> _Dataset items_:
----------

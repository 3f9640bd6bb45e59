//! Declarative response decode rules for the GM/T 0016 command set.
//!
//! The source protocol has about forty commands, but only a handful of
//! distinct reply layouts.  Instead of one hand-written decoder per
//! command, each command names a [`ResponseRule`] and a single generic
//! [`decode_response`] function interprets the payload.
//!
//! All offsets below are **byte** offsets into the hex payload (one byte =
//! two hex characters).  Unless a rule says otherwise, the payload starts
//! with a 4-byte byte-swapped status word; decoding proceeds only when the
//! status is `0x00000000`.
//!
//! ```text
//! Handle:        [status:4][handle:4]
//! NameList:      [status:4][size:4][names: size-2 bytes, NUL-separated]
//! Blob:          [status:4][len:4][data: len bytes of plain hex]
//! RsaKeyPair:    [status:4][alg_id:4][bits:4][modulus field:256][exponent:4]
//! EccKeyPair:    [status:4][bits:4][x:64][y:64]
//! EccSignature:  [status:4][r:64][s:64]
//! DeviceInfo:    [..][label: bytes 134..166][serial: bytes 166..198]
//! FileInfo:      [status:4][name:32][size:4][read:4][write:4]
//! PinGuarded:    [status:4][remaining attempts:4 — failure path only]
//! Status:        whole payload is one status (decimal text or hex word)
//! ```

use std::fmt;

use thiserror::Error;

use crate::protocol::codec::{extract_field, hex_to_text, hex_to_u32, normalize_status, CodecError};

// ── Typed payload values ──────────────────────────────────────────────────────

/// An opaque 32-bit handle issued by the peer.
///
/// Handles identify devices, applications, containers, session keys, and
/// hash contexts.  They are hierarchical on the peer's side (Device →
/// Application → Container → Key/Session/Hash), but this library never
/// validates the hierarchy — it only threads values through and propagates
/// the peer's rejection of a stale handle faithfully.
#[derive(Debug, Clone, Copy, PartialEq, Eq, Hash)]
pub struct Handle(pub u32);

impl fmt::Display for Handle {
    fn fmt(&self, f: &mut fmt::Formatter<'_>) -> fmt::Result {
        write!(f, "{}", self.0)
    }
}

/// Kind of key material held by a container.
#[derive(Debug, Clone, Copy, PartialEq, Eq)]
pub enum ContainerType {
    /// No key pair has been generated or imported yet.
    Empty,
    Rsa,
    Ecc,
    /// A type word this library does not recognise.
    Unknown(u32),
}

impl From<u32> for ContainerType {
    fn from(word: u32) -> Self {
        match word {
            0 => ContainerType::Empty,
            1 => ContainerType::Rsa,
            2 => ContainerType::Ecc,
            other => ContainerType::Unknown(other),
        }
    }
}

/// Access right attached to a stored file, for reading or writing.
#[derive(Debug, Clone, Copy, PartialEq, Eq)]
pub enum FileRight {
    /// Nobody may perform the operation.
    Nobody,
    /// Requires the admin PIN.
    Admin,
    /// Requires the user PIN.
    User,
    /// No authentication required.
    Anyone,
    Unknown(u32),
}

impl From<u32> for FileRight {
    fn from(word: u32) -> Self {
        match word {
            0x00 => FileRight::Nobody,
            0x01 => FileRight::Admin,
            0x10 => FileRight::User,
            0xff => FileRight::Anyone,
            other => FileRight::Unknown(other),
        }
    }
}

impl FileRight {
    /// The wire word for this right, used when creating files.
    pub fn word(&self) -> u32 {
        match self {
            FileRight::Nobody => 0x00,
            FileRight::Admin => 0x01,
            FileRight::User => 0x10,
            FileRight::Anyone => 0xff,
            FileRight::Unknown(w) => *w,
        }
    }
}

/// Label and serial number reported by the device.
#[derive(Debug, Clone, PartialEq, Eq)]
pub struct DeviceInfo {
    pub label: String,
    pub serial_number: String,
}

/// Public half of a freshly generated RSA key pair.
///
/// The modulus field on the wire is a fixed 256-byte area with the actual
/// modulus right-aligned by key length; only the significant bytes are
/// kept here, as hex text.
#[derive(Debug, Clone, PartialEq, Eq)]
pub struct RsaPublicKey {
    pub alg_id: u32,
    /// Modulus length in bits (1024 or 2048 in practice).
    pub bits: u32,
    /// Significant modulus bytes, `bits / 8 * 2` hex characters.
    pub modulus: String,
    /// 4-byte public exponent field, as raw hex.
    pub public_exponent: String,
}

/// Public half of a freshly generated ECC (SM2) key pair.
#[derive(Debug, Clone, PartialEq, Eq)]
pub struct EccPublicKey {
    pub bits: u32,
    /// 64-byte X coordinate field as hex (the curve point occupies the low half).
    pub x: String,
    /// 64-byte Y coordinate field as hex.
    pub y: String,
}

/// An ECC signature as returned by the peer.
///
/// `r` and `s` are the raw 64-byte big-endian fields; the significant
/// signature is the low 32 bytes of each, concatenated into `signature`.
#[derive(Debug, Clone, PartialEq, Eq)]
pub struct EccSignature {
    pub r: String,
    pub s: String,
    /// `r[32..64] || s[32..64]`, 128 hex characters.
    pub signature: String,
}

/// Attributes of a stored file.
#[derive(Debug, Clone, PartialEq, Eq)]
pub struct FileInfo {
    pub name: String,
    /// File size in bytes.
    pub size: u32,
    pub read_right: FileRight,
    pub write_right: FileRight,
}

// ── Rule table ────────────────────────────────────────────────────────────────

/// The reply layout a command expects.
///
/// This is the declarative table consumed by [`decode_response`]; the
/// façade assigns one rule per command.
#[derive(Debug, Clone, Copy, PartialEq, Eq)]
pub enum ResponseRule {
    /// The whole payload is one status word (decimal text or swapped hex).
    Status,
    /// Like a leading status word, but a failure carries the remaining
    /// PIN attempts at offset 4.
    PinGuarded,
    /// Handle at offset 4.
    Handle,
    /// Container-type word at offset 4.
    ContainerType,
    /// Length-prefixed, NUL-separated ASCII name list.
    NameList,
    /// Length-prefixed plain hex blob.
    Blob,
    /// Fixed label/serial byte ranges.
    DeviceInfo,
    /// RSA public-key blob.
    RsaKeyPair,
    /// ECC public-key blob.
    EccKeyPair,
    /// ECC signature blob.
    EccSignature,
    /// File attribute struct.
    FileInfo,
}

/// A successfully decoded reply payload.
#[derive(Debug, Clone, PartialEq)]
pub enum DecodedResponse {
    /// Status-only commands carry no payload beyond success itself.
    Unit,
    Handle(Handle),
    ContainerType(ContainerType),
    Names(Vec<String>),
    Blob(String),
    DeviceInfo(DeviceInfo),
    RsaKeyPair(RsaPublicKey),
    EccKeyPair(EccPublicKey),
    EccSignature(EccSignature),
    FileInfo(FileInfo),
}

/// Why a payload did not decode to a success value.
///
/// The two variants are deliberately disjoint error classes: `Status` is
/// the peer reporting a failure (classified later against the status
/// table), `Malformed` is a payload that contradicts its own rule (too
/// short, bad hex, empty enumeration).
#[derive(Debug, Error, Clone, PartialEq, Eq)]
pub enum ResponseError {
    /// The embedded status word is non-zero.
    #[error("peer status 0x{code:08x}")]
    Status {
        code: u32,
        /// Remaining PIN attempts, only for PIN-guarded commands
        /// (`0` when the field was undecodable).
        remaining_attempts: Option<u32>,
    },

    /// The payload does not match the expected layout.
    #[error("malformed payload: {0}")]
    Malformed(String),
}

impl From<CodecError> for ResponseError {
    fn from(e: CodecError) -> Self {
        ResponseError::Malformed(e.to_string())
    }
}

// ── Generic decoder ───────────────────────────────────────────────────────────

/// Decodes a reply payload according to its command's [`ResponseRule`].
///
/// # Errors
///
/// [`ResponseError::Status`] when the peer reported a non-zero status;
/// [`ResponseError::Malformed`] when the payload is too short or otherwise
/// contradicts the rule.  Only a `0x00000000` status ever yields `Ok`.
pub fn decode_response(rule: ResponseRule, payload: &str) -> Result<DecodedResponse, ResponseError> {
    match rule {
        ResponseRule::Status => {
            let code = normalize_status(payload)?;
            expect_success(code)?;
            Ok(DecodedResponse::Unit)
        }

        ResponseRule::PinGuarded => {
            let code = status_word(payload)?;
            if code != 0 {
                // The remaining-attempts field sits after the status word;
                // a truncated payload degrades to 0 rather than masking the
                // status failure with a decode failure.
                let remaining = extract_field(payload, 4, 4)
                    .ok()
                    .and_then(|f| hex_to_u32(f).ok())
                    .unwrap_or(0);
                return Err(ResponseError::Status {
                    code,
                    remaining_attempts: Some(remaining),
                });
            }
            Ok(DecodedResponse::Unit)
        }

        ResponseRule::Handle => {
            expect_success(status_word(payload)?)?;
            let handle = hex_to_u32(extract_field(payload, 4, 4)?)?;
            Ok(DecodedResponse::Handle(Handle(handle)))
        }

        ResponseRule::ContainerType => {
            expect_success(status_word(payload)?)?;
            let word = hex_to_u32(extract_field(payload, 4, 4)?)?;
            Ok(DecodedResponse::ContainerType(ContainerType::from(word)))
        }

        ResponseRule::NameList => {
            expect_success(status_word(payload)?)?;
            let size = hex_to_u32(extract_field(payload, 4, 4)?)? as usize;
            if size < 1 {
                // Distinct from a peer-reported status failure: the peer
                // claimed success but declared an empty element block.
                return Err(ResponseError::Malformed("empty enumeration (size < 1)".into()));
            }
            // The element block conventionally ends with one extra
            // separator pair, which is not part of any name.
            let body_len = size.saturating_sub(2);
            let names_hex = extract_field(payload, 8, body_len)?;
            let text = hex_to_text(names_hex)?;
            let names = text.split('\0').map(str::to_string).collect();
            Ok(DecodedResponse::Names(names))
        }

        ResponseRule::Blob => {
            expect_success(status_word(payload)?)?;
            let len = hex_to_u32(extract_field(payload, 4, 4)?)? as usize;
            let blob = extract_field(payload, 8, len)?;
            Ok(DecodedResponse::Blob(blob.to_string()))
        }

        ResponseRule::DeviceInfo => {
            expect_success(status_word(payload)?)?;
            let label = hex_to_text(extract_field(payload, 134, 32)?)?;
            let serial_number = hex_to_text(extract_field(payload, 166, 32)?)?;
            Ok(DecodedResponse::DeviceInfo(DeviceInfo { label, serial_number }))
        }

        ResponseRule::RsaKeyPair => {
            expect_success(status_word(payload)?)?;
            let alg_id = hex_to_u32(extract_field(payload, 4, 4)?)?;
            let bits = hex_to_u32(extract_field(payload, 8, 4)?)?;
            let len = (bits / 8) as usize;
            if len == 0 || len > 256 {
                return Err(ResponseError::Malformed(format!(
                    "modulus bit length out of range: {bits}"
                )));
            }
            // The 256-byte modulus field starts at byte 12 with the actual
            // modulus right-aligned in it.
            let modulus = extract_field(payload, 12 + 256 - len, len)?;
            let public_exponent = extract_field(payload, 268, 4)?;
            Ok(DecodedResponse::RsaKeyPair(RsaPublicKey {
                alg_id,
                bits,
                modulus: modulus.to_string(),
                public_exponent: public_exponent.to_string(),
            }))
        }

        ResponseRule::EccKeyPair => {
            expect_success(status_word(payload)?)?;
            let bits = hex_to_u32(extract_field(payload, 4, 4)?)?;
            let x = extract_field(payload, 8, 64)?;
            let y = extract_field(payload, 72, 64)?;
            Ok(DecodedResponse::EccKeyPair(EccPublicKey {
                bits,
                x: x.to_string(),
                y: y.to_string(),
            }))
        }

        ResponseRule::EccSignature => {
            expect_success(status_word(payload)?)?;
            let r = extract_field(payload, 4, 64)?;
            let s = extract_field(payload, 68, 64)?;
            // Each 64-byte field stores the significant 32 bytes in its low
            // half; the concatenation of those halves is the signature.
            let signature = format!("{}{}", &r[64..128], &s[64..128]);
            Ok(DecodedResponse::EccSignature(EccSignature {
                r: r.to_string(),
                s: s.to_string(),
                signature,
            }))
        }

        ResponseRule::FileInfo => {
            expect_success(status_word(payload)?)?;
            let name = hex_to_text(extract_field(payload, 4, 32)?)?;
            let size = hex_to_u32(extract_field(payload, 36, 4)?)?;
            let read_right = FileRight::from(hex_to_u32(extract_field(payload, 40, 4)?)?);
            let write_right = FileRight::from(hex_to_u32(extract_field(payload, 44, 4)?)?);
            Ok(DecodedResponse::FileInfo(FileInfo {
                name,
                size,
                read_right,
                write_right,
            }))
        }
    }
}

/// Reads the leading byte-swapped status word of a payload.
fn status_word(payload: &str) -> Result<u32, ResponseError> {
    Ok(hex_to_u32(extract_field(payload, 0, 4)?)?)
}

fn expect_success(code: u32) -> Result<(), ResponseError> {
    if code != 0 {
        return Err(ResponseError::Status {
            code,
            remaining_attempts: None,
        });
    }
    Ok(())
}

// ── Tests ─────────────────────────────────────────────────────────────────────
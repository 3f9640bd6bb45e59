//! GM/T 0016 command-set knowledge: the status-code taxonomy and the
//! declarative response decode rules.

pub mod algorithm;
pub mod decode;
pub mod status;

pub use decode::{decode_response, DecodedResponse, ResponseError, ResponseRule};
pub use status::{by_code, by_hex_str, by_stable_id, is_success, StatusEntry};
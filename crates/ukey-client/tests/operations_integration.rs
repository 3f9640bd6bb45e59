//! End-to-end tests for the typed command façade, driven against a
//! scripted in-process peer that replays realistic reply payloads.

mod common;

use std::sync::{Arc, Mutex};

use common::{command_of, ok_payload, reply_to, spawn_peer, test_config, word, TEST_CLSID};
use ukey_client::{
    ContainerType, FileRight, Handle, OperationError, PinType, UkeyClient,
};

/// Spawns a peer scripted with one canned reply per command and returns a
/// connected client.
async fn scripted_client() -> UkeyClient {
    let url = spawn_peer(|req| {
        let reply = match command_of(&req).as_str() {
            "LoadModule" => reply_to(&req, true, ""),

            // ── success payloads ────────────────────────────────────────
            // status ok, size 10, "AB" + NUL padding
            "EnumDev" => reply_to(&req, true, &ok_payload(&format!("{}4142000000000000", word(10)))),
            "ConnectDev" => reply_to(&req, true, &ok_payload(&word(123_456))),
            // boolean-style decimal status
            "DisConnectDev" => reply_to(&req, true, "0"),
            "GetContainerType" => reply_to(&req, true, &ok_payload(&word(2))),
            "ExportCertificate" => {
                reply_to(&req, true, &ok_payload(&format!("{}308201aa", word(4))))
            }
            "GenECCKeyPair" => {
                let x = "11".repeat(64);
                let y = "22".repeat(64);
                reply_to(&req, true, &ok_payload(&format!("{}{x}{y}", word(256))))
            }
            "ECCSignData" => {
                let r = format!("{}{}", "00".repeat(32), "aa".repeat(32));
                let s = format!("{}{}", "00".repeat(32), "bb".repeat(32));
                reply_to(&req, true, &ok_payload(&format!("{r}{s}")))
            }
            "GetDevInfo" => {
                let mut payload = ok_payload(&"00".repeat(130));
                payload.push_str("544f4b454e"); // "TOKEN"
                payload.push_str(&"00".repeat(27));
                payload.push_str("534e3031"); // "SN01"
                payload.push_str(&"00".repeat(28));
                reply_to(&req, true, &payload)
            }
            "GetSKFileInfo" => {
                let name = format!("{}{}", "636572742e646572", "00".repeat(24)); // "cert.der"
                let rest = format!("{name}{}{}{}", word(1024), word(0x10), word(0x01));
                reply_to(&req, true, &ok_payload(&rest))
            }

            // ── failure payloads ────────────────────────────────────────
            // PIN incorrect, 3 attempts left
            "VerifyPIN" => {
                reply_to(&req, true, &format!("{}{}", word(0x0a00_0024), word(3)))
            }
            // application not found
            "OpenApplication" => reply_to(&req, true, &word(0x0a00_002e)),
            // a status word outside the table
            "GenRandomData" => reply_to(&req, true, &word(0x0b12_3456)),
            // success status but an empty enumeration block
            "EnumContainer" => reply_to(&req, true, &ok_payload(&word(0))),
            // transport-level failure: Result flag false
            "Encrypt" => reply_to(&req, false, "device unplugged"),

            other => reply_to(&req, false, &format!("unscripted command: {other}")),
        };
        vec![reply]
    })
    .await;

    UkeyClient::connect(test_config(url)).await.unwrap()
}

#[tokio::test]
async fn test_load_module_succeeds() {
    let client = scripted_client().await;
    client.load_module().await.unwrap();
}

#[tokio::test]
async fn test_enum_dev_decodes_device_list() {
    // The canonical enumeration scenario: one device named "AB".
    let client = scripted_client().await;
    let devices = client.enum_dev(true).await.unwrap();
    assert_eq!(devices, vec!["AB".to_string()]);
}

#[tokio::test]
async fn test_connect_dev_returns_handle() {
    let client = scripted_client().await;
    let handle = client.connect_dev("AB").await.unwrap();
    assert_eq!(handle, Handle(123_456));
}

#[tokio::test]
async fn test_disconnect_dev_accepts_decimal_status() {
    // Boolean-style commands reply with decimal text, not hex.
    let client = scripted_client().await;
    client.disconnect_dev(Handle(123_456)).await.unwrap();
}

#[tokio::test]
async fn test_get_dev_info_reads_label_and_serial() {
    let client = scripted_client().await;
    let info = client.get_dev_info(Handle(1)).await.unwrap();
    assert_eq!(info.label, "TOKEN");
    assert_eq!(info.serial_number, "SN01");
}

#[tokio::test]
async fn test_verify_pin_failure_carries_table_entry_and_attempts() {
    // Arrange
    let client = scripted_client().await;

    // Act
    let err = client
        .verify_pin(Handle(2), PinType::User, "000000")
        .await
        .unwrap_err();

    // Assert: classified through the status table, attempts preserved
    match err {
        OperationError::Status {
            op,
            code,
            stable_id,
            description,
            remaining_attempts,
        } => {
            assert_eq!(op, "VerifyPIN");
            assert_eq!(code, 0x0a00_0024);
            assert_eq!(stable_id, "sar_pin_incorrect");
            assert_eq!(description, "PIN不正确");
            assert_eq!(remaining_attempts, Some(3));
        }
        other => panic!("expected Status, got {other:?}"),
    }
}

#[tokio::test]
async fn test_open_application_failure_maps_status() {
    let client = scripted_client().await;
    let err = client.open_application(Handle(1), "app").await.unwrap_err();
    match err {
        OperationError::Status { stable_id, remaining_attempts, .. } => {
            assert_eq!(stable_id, "sar_application_not_exists");
            assert_eq!(remaining_attempts, None, "only PIN commands carry attempts");
        }
        other => panic!("expected Status, got {other:?}"),
    }
}

#[tokio::test]
async fn test_unknown_status_code_is_a_failure_not_success() {
    let client = scripted_client().await;
    let err = client.gen_random(Handle(1), 16).await.unwrap_err();
    match err {
        OperationError::Status { code, stable_id, .. } => {
            assert_eq!(code, 0x0b12_3456);
            assert_eq!(stable_id, "unknown");
        }
        other => panic!("expected Status, got {other:?}"),
    }
}

#[tokio::test]
async fn test_empty_enumeration_is_a_decode_failure() {
    // Peer says success but declares a zero-length element block; this is
    // the decode failure class, distinct from a status failure.
    let client = scripted_client().await;
    let err = client.enum_container(Handle(2)).await.unwrap_err();
    assert!(
        matches!(err, OperationError::Decode { op: "EnumContainer", .. }),
        "expected Decode, got {err:?}"
    );
}

#[tokio::test]
async fn test_result_false_is_a_transport_failure() {
    // A false Result flag short-circuits before any status decoding.
    let client = scripted_client().await;
    let err = client.encrypt(Handle(9), "00ff").await.unwrap_err();
    match err {
        OperationError::Transport { op, detail } => {
            assert_eq!(op, "Encrypt");
            assert_eq!(detail, "device unplugged");
        }
        other => panic!("expected Transport, got {other:?}"),
    }
}

#[tokio::test]
async fn test_get_container_type_maps_word() {
    let client = scripted_client().await;
    let kind = client.get_container_type(Handle(3)).await.unwrap();
    assert_eq!(kind, ContainerType::Ecc);
}

#[tokio::test]
async fn test_export_certificate_returns_blob() {
    let client = scripted_client().await;
    let cert = client.export_certificate(Handle(3), true).await.unwrap();
    assert_eq!(cert, "308201aa");
}

#[tokio::test]
async fn test_gen_ecc_key_pair_decodes_coordinates() {
    let client = scripted_client().await;
    let key = client.gen_ecc_key_pair(Handle(3)).await.unwrap();
    assert_eq!(key.bits, 256);
    assert_eq!(key.x, "11".repeat(64));
    assert_eq!(key.y, "22".repeat(64));
}

#[tokio::test]
async fn test_ecc_sign_data_extracts_significant_halves() {
    let client = scripted_client().await;
    let sig = client.ecc_sign_data(Handle(3), "abcd").await.unwrap();
    assert_eq!(sig.signature, format!("{}{}", "aa".repeat(32), "bb".repeat(32)));
}

#[tokio::test]
async fn test_get_file_info_decodes_attributes() {
    let client = scripted_client().await;
    let info = client.get_file_info(Handle(2), "cert.der").await.unwrap();
    assert_eq!(info.name, "cert.der");
    assert_eq!(info.size, 1024);
    assert_eq!(info.read_right, FileRight::User);
    assert_eq!(info.write_right, FileRight::Admin);
}

#[tokio::test]
async fn test_method_field_carries_command_and_class_id() {
    // Arrange: record the raw Method strings the client puts on the wire
    let methods: Arc<Mutex<Vec<String>>> = Arc::new(Mutex::new(Vec::new()));
    let methods_peer = Arc::clone(&methods);
    let url = spawn_peer(move |req| {
        if let Some(method) = req["Method"].as_str() {
            methods_peer.lock().unwrap().push(method.to_string());
        }
        vec![reply_to(
            &req,
            true,
            &ok_payload(&format!("{}4142000000000000", word(10))),
        )]
    })
    .await;
    let client = UkeyClient::connect(test_config(url)).await.unwrap();

    // Act
    client.enum_dev(true).await.unwrap();

    // Assert
    assert_eq!(
        *methods.lock().unwrap(),
        vec![format!("EnumDev|{TEST_CLSID}")]
    );
}

#[tokio::test]
async fn test_concurrent_operations_each_get_their_own_result() {
    // Two different commands in flight at once must not cross wires.
    let client = Arc::new(scripted_client().await);
    let c1 = Arc::clone(&client);
    let c2 = Arc::clone(&client);

    let (devices, handle) = tokio::join!(c1.enum_dev(true), c2.connect_dev("AB"));

    assert_eq!(devices.unwrap(), vec!["AB".to_string()]);
    assert_eq!(handle.unwrap(), Handle(123_456));
}

#[tokio::test]
async fn test_close_makes_operations_fail_with_transport_error() {
    let client = scripted_client().await;
    client.close().await;

    let err = client.enum_dev(true).await.unwrap_err();
    assert!(matches!(err, OperationError::Transport { op: "EnumDev", .. }));
}
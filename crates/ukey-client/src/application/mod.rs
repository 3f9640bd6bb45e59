//! Application layer for ukey-client.
//!
//! The [`UkeyClient`] façade exposes one typed async operation per remote
//! command and owns the decode/classify pipeline that turns raw reply
//! frames into typed results.

pub mod client;

pub use client::{OperationError, PinType, UkeyClient};
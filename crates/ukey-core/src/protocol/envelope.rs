//! JSON envelope types exchanged with the native control process.
//!
//! The control process accepts one JSON object per WebSocket text frame and
//! answers with one JSON object per frame, correlated by `MsgId`:
//!
//! ```text
//! → {"MsgId":"7","Method":"EnumDev|<control-class-id>","Param":[true]}
//! ← {"MsgId":"7","Result":true,"Response":"000000000a000000..."}
//! ```
//!
//! A distinguished bootstrap frame loads the remote control before any
//! command is issued:
//!
//! ```text
//! → {"MsgId":"LoadModule","Module":"IActiveXCtrl"}
//! ```
//!
//! The `Response` string is either a hex payload or short decimal status
//! text depending on the command; interpreting it is the job of
//! [`crate::skf::decode`], not of this module.

use serde::{Deserialize, Serialize};

/// An outbound command envelope.
///
/// `method` carries the command name joined to the control class id with a
/// pipe, e.g. `"ConnectDev|{F0E2...}"`.  `params` is omitted from the JSON
/// entirely when the command takes no arguments.
#[derive(Debug, Clone, PartialEq, Serialize)]
pub struct CommandEnvelope {
    /// Correlation id echoed back in the matching [`ReplyFrame`].
    #[serde(rename = "MsgId")]
    pub msg_id: String,

    /// `"<CommandName>|<ControlClassId>"`.
    #[serde(rename = "Method")]
    pub method: String,

    /// Ordered command arguments; absent when empty.
    #[serde(rename = "Param", skip_serializing_if = "Option::is_none")]
    pub params: Option<Vec<serde_json::Value>>,
}

impl CommandEnvelope {
    /// Builds an envelope, dropping an empty parameter list entirely so the
    /// `Param` key is omitted from the serialized JSON.
    pub fn new(msg_id: String, method: String, params: Vec<serde_json::Value>) -> Self {
        Self {
            msg_id,
            method,
            params: if params.is_empty() { None } else { Some(params) },
        }
    }
}

/// The bootstrap envelope that loads the remote control module.
///
/// Sent once per session before any command; the reply is correlated under
/// the fixed id `"LoadModule"`.
#[derive(Debug, Clone, PartialEq, Serialize)]
pub struct LoadModuleEnvelope {
    /// Always the literal `"LoadModule"`.
    #[serde(rename = "MsgId")]
    pub msg_id: String,

    /// Name of the control module to load.
    #[serde(rename = "Module")]
    pub module: String,
}

impl LoadModuleEnvelope {
    /// The fixed correlation id used by the bootstrap frame.
    pub const MSG_ID: &'static str = "LoadModule";

    pub fn new(module: &str) -> Self {
        Self {
            msg_id: Self::MSG_ID.to_string(),
            module: module.to_string(),
        }
    }
}

/// An inbound reply frame.
///
/// The peer omits `Result` and `Response` on some error paths; missing
/// fields default to `false` / `""` so a sparse frame still deserializes
/// into a well-formed (failed) reply instead of a parse error.
#[derive(Debug, Clone, PartialEq, Deserialize)]
pub struct ReplyFrame {
    /// Correlation id of the originating request.
    #[serde(rename = "MsgId")]
    pub msg_id: String,

    /// Transport-level success flag.  When `false` the payload is not the
    /// expected hex shape and no status decoding should be attempted.
    #[serde(rename = "Result", default)]
    pub succeeded: bool,

    /// Hex payload or short status text, depending on the command.
    #[serde(rename = "Response", default)]
    pub payload: String,
}

// ── Tests ─────────────────────────────────────────────────────────────────────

----------

> _HOW TO COMPLETE THIS TASK_: Wherever the word "library" appears in the entries above, copy that line.

> _PROBLEM SOLUTION_:
/// Application → Container → Key/Session/Hash), but this library never
    /// A type word this library does not recognise.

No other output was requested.